■ Assignment ■
What lines in the material hold the string "tests"? Copy out each of them.

________________________________________

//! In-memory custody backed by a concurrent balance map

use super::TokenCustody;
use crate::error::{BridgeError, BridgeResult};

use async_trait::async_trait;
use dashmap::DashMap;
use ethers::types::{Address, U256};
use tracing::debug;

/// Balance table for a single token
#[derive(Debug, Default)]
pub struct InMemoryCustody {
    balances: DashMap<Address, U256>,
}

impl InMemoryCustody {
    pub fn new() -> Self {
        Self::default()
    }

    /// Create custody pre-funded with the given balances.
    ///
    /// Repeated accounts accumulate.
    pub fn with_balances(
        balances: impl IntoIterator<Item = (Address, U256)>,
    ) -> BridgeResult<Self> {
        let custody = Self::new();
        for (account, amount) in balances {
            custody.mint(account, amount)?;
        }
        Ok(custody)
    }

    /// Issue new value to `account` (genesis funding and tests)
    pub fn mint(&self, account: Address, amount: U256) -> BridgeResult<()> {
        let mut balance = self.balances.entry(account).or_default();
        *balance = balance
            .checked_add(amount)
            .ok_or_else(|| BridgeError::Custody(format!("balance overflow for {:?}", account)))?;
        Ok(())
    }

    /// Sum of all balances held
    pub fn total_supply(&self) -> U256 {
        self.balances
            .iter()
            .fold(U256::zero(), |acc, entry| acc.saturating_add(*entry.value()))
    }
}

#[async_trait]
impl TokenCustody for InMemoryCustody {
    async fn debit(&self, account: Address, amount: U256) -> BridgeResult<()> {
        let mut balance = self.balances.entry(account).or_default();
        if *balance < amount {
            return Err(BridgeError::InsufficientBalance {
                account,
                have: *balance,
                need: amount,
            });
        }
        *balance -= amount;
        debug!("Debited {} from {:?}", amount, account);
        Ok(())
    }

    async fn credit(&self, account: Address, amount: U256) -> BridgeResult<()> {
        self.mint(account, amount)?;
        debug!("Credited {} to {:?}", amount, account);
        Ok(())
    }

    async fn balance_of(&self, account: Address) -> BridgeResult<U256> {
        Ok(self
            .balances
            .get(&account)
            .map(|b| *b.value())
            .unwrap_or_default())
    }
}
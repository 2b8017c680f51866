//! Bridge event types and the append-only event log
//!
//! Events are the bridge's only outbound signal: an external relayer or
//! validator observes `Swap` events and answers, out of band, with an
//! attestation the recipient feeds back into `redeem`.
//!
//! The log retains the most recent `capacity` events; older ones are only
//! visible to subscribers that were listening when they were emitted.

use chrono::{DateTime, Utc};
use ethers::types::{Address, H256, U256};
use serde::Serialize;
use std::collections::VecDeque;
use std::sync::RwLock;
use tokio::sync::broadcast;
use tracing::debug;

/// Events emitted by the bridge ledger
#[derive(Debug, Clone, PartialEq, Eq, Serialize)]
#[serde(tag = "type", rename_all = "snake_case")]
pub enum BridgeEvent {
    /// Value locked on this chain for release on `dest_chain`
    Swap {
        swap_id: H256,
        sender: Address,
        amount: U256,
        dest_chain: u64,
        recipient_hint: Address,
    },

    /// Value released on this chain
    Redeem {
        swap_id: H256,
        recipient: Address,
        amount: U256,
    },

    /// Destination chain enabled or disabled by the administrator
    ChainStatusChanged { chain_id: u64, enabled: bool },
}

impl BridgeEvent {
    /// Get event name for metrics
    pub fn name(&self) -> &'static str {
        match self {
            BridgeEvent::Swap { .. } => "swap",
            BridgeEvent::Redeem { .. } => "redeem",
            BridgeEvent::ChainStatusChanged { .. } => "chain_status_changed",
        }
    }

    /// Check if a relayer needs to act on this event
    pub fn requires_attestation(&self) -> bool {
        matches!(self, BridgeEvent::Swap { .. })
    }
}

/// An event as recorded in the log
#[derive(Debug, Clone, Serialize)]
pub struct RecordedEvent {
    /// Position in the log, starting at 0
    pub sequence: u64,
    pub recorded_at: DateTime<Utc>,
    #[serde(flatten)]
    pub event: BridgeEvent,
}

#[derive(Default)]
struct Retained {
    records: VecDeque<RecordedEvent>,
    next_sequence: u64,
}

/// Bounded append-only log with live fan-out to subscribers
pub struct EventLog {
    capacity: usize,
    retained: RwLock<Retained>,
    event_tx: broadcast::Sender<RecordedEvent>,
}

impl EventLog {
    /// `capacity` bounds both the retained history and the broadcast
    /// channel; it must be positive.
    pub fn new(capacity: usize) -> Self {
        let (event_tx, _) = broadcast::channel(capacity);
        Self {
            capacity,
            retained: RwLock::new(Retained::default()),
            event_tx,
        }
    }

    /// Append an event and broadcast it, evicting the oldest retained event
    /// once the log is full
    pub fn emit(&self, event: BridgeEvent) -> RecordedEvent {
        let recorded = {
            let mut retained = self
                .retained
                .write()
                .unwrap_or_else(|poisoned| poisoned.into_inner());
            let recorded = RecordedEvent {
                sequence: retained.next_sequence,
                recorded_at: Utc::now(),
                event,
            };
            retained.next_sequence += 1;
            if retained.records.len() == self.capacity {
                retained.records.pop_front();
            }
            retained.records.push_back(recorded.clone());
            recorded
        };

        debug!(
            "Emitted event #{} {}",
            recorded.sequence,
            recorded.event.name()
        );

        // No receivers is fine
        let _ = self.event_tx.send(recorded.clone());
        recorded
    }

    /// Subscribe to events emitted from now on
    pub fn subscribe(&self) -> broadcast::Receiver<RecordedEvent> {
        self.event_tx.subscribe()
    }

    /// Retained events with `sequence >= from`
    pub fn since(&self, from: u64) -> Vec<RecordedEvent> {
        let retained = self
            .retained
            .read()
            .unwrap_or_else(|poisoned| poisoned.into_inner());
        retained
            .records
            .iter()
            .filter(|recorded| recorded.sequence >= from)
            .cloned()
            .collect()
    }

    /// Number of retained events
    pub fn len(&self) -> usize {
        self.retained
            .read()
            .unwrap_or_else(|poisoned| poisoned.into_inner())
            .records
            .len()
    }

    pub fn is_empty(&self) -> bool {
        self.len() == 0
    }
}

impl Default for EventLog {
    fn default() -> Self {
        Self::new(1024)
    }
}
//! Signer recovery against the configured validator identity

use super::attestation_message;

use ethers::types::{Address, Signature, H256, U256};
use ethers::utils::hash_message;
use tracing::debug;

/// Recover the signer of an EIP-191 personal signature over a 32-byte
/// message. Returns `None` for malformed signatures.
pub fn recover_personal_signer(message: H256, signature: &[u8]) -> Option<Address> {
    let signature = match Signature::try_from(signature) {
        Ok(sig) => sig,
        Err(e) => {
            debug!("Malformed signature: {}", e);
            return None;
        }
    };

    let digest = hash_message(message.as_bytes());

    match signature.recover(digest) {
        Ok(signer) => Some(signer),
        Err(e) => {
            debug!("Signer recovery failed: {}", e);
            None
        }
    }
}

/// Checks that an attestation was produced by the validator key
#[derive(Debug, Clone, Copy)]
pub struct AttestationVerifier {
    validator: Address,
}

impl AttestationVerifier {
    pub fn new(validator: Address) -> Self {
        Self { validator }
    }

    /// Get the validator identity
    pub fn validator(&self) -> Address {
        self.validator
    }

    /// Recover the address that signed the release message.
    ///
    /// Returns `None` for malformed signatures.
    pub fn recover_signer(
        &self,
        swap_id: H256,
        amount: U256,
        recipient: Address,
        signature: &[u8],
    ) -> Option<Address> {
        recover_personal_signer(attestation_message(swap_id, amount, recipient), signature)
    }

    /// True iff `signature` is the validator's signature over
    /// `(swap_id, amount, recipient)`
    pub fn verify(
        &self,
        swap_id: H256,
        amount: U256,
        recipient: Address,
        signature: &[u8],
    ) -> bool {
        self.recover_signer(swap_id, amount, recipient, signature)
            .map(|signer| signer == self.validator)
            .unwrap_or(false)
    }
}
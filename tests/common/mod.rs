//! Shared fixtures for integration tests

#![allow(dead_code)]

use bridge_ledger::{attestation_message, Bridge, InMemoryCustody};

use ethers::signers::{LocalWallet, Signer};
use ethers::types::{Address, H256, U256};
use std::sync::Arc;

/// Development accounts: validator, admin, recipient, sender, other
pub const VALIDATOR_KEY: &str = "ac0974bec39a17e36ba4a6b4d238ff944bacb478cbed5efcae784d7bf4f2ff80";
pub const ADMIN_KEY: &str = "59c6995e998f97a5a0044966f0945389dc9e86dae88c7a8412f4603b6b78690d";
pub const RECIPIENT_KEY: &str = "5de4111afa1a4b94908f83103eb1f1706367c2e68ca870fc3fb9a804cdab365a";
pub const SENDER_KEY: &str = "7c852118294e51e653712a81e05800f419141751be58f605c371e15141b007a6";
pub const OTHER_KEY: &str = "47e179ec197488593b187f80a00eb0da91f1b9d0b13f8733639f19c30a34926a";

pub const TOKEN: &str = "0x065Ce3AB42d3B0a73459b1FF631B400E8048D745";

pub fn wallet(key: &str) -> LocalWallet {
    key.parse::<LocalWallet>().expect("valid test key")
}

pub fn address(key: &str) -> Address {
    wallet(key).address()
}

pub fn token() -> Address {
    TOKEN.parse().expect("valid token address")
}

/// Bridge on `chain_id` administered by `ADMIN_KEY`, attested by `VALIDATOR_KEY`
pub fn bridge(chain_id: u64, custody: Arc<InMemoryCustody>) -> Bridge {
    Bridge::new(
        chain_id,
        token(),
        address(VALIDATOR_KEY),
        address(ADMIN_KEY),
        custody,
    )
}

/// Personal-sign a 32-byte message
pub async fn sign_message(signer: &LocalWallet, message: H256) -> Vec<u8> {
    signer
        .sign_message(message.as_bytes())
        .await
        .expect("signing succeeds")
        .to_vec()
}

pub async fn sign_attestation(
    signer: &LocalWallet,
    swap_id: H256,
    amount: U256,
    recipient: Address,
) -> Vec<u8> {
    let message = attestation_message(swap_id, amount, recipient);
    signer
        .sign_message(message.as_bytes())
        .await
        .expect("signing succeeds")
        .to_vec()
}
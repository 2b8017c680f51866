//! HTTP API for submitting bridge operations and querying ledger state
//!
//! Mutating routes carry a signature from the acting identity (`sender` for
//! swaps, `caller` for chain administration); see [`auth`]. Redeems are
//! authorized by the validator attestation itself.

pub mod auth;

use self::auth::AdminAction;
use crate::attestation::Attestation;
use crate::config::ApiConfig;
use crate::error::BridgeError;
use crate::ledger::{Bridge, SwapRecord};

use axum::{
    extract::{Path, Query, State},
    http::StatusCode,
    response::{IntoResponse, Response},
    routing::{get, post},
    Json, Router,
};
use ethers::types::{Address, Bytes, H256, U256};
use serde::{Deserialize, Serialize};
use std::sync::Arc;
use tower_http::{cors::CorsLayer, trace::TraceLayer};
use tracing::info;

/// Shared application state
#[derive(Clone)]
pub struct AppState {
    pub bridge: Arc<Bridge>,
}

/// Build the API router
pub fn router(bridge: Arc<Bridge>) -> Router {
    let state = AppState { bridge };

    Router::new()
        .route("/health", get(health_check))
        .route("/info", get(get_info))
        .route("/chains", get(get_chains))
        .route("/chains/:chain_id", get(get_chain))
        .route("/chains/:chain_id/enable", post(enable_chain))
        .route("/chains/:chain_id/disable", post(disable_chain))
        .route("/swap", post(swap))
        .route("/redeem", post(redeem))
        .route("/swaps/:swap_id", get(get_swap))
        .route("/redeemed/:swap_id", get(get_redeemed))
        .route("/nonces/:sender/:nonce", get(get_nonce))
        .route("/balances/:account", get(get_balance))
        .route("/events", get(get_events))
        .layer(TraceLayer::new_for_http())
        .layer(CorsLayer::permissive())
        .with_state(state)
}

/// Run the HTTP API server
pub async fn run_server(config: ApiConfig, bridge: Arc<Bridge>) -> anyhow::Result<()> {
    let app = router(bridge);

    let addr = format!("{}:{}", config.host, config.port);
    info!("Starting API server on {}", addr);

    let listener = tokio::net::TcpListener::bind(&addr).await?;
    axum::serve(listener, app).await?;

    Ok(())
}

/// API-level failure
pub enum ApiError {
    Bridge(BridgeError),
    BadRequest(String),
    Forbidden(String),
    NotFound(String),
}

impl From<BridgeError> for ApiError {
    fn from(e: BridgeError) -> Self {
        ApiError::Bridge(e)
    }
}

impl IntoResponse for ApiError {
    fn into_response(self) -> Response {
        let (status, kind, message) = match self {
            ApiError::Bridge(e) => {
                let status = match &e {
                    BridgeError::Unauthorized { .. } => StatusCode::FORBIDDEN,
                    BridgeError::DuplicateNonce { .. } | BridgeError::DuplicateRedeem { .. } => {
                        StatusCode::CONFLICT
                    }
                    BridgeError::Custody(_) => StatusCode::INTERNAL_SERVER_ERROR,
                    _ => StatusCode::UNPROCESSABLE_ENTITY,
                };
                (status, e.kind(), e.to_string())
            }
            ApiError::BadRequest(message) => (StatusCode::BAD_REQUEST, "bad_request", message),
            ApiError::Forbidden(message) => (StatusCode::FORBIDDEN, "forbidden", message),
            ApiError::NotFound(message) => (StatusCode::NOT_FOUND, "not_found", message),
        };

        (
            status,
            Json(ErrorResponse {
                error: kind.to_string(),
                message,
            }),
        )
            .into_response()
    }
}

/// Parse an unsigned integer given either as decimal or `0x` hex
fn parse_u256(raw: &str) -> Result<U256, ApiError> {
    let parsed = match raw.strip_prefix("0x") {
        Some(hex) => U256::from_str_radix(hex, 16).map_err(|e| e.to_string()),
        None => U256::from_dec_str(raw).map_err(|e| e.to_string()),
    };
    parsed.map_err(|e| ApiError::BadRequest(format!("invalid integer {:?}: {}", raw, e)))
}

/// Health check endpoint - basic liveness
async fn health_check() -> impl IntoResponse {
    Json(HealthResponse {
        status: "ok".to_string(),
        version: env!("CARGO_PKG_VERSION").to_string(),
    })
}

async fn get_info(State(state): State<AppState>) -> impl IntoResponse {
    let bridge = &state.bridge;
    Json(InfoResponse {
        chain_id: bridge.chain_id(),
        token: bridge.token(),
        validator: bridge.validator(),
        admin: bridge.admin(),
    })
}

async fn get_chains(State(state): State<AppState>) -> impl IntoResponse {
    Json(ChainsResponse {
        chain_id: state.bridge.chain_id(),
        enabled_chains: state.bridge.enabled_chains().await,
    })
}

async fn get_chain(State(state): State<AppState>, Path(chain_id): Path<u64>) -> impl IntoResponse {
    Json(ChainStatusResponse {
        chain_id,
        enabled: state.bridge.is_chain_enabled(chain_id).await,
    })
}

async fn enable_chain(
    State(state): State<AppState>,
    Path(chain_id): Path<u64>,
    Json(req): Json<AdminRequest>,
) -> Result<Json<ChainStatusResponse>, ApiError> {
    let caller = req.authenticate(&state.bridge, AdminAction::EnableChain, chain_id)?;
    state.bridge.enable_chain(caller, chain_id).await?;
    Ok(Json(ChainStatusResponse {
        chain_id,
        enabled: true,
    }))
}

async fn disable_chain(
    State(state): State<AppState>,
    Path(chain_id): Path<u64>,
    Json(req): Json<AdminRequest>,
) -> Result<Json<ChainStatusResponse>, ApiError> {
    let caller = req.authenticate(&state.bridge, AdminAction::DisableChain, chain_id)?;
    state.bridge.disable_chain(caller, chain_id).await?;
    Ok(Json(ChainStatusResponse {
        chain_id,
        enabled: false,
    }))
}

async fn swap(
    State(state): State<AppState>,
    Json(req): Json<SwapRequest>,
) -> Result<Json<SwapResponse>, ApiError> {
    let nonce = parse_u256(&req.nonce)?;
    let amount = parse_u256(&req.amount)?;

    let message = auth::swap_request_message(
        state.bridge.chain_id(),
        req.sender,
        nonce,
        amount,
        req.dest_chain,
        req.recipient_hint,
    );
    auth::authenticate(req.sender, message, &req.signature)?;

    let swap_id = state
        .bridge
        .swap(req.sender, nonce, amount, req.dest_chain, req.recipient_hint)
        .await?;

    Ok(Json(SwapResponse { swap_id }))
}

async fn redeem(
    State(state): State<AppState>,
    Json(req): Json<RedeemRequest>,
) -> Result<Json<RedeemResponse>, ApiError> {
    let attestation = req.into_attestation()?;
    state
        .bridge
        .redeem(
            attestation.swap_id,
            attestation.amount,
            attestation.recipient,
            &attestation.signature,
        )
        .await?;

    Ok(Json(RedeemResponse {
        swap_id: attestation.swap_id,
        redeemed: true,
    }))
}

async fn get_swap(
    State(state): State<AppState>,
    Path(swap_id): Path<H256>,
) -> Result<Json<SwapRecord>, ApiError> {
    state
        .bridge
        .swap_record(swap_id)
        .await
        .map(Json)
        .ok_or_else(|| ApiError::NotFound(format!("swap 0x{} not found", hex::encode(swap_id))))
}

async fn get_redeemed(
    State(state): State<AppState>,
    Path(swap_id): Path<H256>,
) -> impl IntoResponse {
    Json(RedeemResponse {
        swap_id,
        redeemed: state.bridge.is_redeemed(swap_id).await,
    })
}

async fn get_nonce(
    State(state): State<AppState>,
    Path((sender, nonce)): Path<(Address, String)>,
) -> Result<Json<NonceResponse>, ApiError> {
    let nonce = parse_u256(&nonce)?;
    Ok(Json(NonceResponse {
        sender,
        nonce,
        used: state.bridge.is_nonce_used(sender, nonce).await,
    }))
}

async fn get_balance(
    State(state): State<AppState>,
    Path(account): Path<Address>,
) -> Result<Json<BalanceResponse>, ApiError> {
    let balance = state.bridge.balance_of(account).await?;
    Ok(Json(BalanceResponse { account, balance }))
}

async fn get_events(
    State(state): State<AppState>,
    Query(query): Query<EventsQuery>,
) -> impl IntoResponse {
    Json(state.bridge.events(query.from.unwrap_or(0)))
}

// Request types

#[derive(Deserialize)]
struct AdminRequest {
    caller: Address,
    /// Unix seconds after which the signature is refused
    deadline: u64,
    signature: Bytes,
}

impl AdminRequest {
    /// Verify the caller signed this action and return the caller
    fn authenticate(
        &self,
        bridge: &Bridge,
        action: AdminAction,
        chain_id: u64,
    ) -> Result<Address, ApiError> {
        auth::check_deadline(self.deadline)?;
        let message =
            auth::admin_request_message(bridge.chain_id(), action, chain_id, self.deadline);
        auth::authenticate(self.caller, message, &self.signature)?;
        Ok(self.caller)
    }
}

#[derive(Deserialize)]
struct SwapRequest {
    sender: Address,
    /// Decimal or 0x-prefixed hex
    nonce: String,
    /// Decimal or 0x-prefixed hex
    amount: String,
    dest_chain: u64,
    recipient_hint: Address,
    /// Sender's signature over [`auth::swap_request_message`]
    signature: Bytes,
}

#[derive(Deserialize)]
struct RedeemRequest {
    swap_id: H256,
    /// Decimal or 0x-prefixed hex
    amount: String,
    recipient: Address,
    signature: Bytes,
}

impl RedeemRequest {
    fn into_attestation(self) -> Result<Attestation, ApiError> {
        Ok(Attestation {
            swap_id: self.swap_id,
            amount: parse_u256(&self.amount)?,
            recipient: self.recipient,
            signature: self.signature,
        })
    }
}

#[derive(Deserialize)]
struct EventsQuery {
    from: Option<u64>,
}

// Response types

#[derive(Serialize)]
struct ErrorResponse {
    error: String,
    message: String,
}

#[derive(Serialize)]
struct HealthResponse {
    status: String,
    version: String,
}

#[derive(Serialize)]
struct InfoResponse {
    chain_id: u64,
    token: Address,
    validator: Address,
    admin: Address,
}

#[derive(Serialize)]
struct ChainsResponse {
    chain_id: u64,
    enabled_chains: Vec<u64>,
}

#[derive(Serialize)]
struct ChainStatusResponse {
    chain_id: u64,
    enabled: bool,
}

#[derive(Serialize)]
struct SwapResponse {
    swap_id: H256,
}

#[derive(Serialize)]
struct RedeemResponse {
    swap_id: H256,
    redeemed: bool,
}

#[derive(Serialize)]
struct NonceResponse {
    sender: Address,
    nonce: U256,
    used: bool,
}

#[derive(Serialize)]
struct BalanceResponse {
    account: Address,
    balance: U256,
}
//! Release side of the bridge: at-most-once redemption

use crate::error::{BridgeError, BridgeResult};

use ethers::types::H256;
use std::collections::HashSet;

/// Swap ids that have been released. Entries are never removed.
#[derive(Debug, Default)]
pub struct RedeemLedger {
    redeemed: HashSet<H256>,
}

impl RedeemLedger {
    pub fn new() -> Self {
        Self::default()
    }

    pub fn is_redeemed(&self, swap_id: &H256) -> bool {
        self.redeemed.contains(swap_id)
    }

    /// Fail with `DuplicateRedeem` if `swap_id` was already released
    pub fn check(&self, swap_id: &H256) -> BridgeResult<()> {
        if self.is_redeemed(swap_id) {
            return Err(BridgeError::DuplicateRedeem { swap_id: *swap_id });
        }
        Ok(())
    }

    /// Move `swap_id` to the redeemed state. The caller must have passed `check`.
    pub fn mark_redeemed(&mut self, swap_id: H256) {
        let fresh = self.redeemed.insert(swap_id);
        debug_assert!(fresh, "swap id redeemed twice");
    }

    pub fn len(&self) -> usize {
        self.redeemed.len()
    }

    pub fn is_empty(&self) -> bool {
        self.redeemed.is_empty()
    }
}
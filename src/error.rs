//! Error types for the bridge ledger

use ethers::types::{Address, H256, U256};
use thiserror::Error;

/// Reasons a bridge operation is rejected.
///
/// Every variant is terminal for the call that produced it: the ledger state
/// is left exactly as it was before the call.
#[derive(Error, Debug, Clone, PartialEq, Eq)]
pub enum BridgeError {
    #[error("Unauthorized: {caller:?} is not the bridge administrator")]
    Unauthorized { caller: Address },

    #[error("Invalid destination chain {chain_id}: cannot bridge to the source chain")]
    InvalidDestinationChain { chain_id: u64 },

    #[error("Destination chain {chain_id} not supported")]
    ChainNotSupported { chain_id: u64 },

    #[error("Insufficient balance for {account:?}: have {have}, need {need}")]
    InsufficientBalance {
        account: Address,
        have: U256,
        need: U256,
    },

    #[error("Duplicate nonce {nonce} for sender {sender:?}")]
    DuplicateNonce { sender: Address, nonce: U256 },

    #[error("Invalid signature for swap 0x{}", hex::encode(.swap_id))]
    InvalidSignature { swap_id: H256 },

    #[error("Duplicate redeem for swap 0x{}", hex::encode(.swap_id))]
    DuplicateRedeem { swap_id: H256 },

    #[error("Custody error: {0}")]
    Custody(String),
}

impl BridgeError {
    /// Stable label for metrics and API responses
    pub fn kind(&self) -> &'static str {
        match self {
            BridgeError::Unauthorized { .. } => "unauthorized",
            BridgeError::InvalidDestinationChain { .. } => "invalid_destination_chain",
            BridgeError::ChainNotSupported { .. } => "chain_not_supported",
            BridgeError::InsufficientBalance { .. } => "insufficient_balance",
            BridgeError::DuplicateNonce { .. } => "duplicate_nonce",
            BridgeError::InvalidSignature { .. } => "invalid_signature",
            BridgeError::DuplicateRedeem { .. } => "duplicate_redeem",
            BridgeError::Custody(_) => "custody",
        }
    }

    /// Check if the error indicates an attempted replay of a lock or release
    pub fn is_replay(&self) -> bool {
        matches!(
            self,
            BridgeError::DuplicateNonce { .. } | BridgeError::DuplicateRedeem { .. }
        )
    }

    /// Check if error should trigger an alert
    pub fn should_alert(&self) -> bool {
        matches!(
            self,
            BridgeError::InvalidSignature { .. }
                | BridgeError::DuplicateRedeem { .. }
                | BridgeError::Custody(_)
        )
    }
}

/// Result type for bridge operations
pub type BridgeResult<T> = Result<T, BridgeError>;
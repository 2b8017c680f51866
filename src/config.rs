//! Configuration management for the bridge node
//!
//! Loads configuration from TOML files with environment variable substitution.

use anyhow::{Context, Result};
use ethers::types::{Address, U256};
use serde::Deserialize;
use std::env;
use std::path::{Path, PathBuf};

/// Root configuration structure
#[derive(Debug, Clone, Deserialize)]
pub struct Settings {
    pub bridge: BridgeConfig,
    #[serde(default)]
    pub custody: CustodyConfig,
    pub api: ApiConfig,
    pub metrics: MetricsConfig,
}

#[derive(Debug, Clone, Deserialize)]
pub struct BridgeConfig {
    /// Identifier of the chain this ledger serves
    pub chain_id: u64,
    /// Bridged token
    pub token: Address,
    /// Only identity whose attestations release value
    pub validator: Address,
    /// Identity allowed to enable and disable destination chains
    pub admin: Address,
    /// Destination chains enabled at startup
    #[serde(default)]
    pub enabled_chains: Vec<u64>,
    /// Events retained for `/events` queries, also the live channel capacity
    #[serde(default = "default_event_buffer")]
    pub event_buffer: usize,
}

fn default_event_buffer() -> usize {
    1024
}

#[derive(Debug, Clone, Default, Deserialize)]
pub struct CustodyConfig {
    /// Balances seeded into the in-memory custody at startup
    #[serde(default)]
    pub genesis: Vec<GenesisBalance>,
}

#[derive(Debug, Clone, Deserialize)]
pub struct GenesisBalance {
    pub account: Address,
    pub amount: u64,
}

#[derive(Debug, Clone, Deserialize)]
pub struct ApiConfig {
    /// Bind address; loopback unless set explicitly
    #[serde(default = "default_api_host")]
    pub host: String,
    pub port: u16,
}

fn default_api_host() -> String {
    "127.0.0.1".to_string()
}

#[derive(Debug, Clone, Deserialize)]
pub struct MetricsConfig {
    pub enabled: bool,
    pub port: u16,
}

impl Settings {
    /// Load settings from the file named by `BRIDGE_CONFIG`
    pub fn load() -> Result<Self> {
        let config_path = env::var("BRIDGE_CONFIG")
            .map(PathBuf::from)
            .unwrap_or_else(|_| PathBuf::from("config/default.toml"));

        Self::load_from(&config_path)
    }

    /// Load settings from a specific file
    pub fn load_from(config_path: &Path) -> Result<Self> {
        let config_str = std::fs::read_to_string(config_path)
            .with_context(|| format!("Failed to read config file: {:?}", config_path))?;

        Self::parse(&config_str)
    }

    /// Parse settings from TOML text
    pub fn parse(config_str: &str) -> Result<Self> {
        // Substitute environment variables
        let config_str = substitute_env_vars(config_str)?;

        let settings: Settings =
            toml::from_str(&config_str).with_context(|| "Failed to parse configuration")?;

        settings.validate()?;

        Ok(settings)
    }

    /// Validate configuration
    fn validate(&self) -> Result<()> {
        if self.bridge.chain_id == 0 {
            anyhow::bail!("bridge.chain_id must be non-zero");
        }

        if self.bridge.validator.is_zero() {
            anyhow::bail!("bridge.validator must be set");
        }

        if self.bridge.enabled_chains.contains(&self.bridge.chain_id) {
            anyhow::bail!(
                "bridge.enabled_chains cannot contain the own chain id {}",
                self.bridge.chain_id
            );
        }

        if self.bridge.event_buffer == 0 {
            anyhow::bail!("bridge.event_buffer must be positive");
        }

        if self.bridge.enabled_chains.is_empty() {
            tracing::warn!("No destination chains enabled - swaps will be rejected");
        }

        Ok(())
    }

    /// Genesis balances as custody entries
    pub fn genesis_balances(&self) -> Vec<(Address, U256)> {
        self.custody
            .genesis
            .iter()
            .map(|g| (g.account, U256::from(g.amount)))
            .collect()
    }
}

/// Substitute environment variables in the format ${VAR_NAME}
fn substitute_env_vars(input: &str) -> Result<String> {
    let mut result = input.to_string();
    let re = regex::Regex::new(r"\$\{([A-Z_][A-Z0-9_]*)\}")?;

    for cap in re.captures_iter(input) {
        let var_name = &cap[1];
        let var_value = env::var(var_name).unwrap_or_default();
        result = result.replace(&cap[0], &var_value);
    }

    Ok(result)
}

________________________________________

■ Response to this exercise ■
    /// Issue new value to `account` (genesis funding and tests)
filename tests/common/mod.rs
//! Shared fixtures for integration tests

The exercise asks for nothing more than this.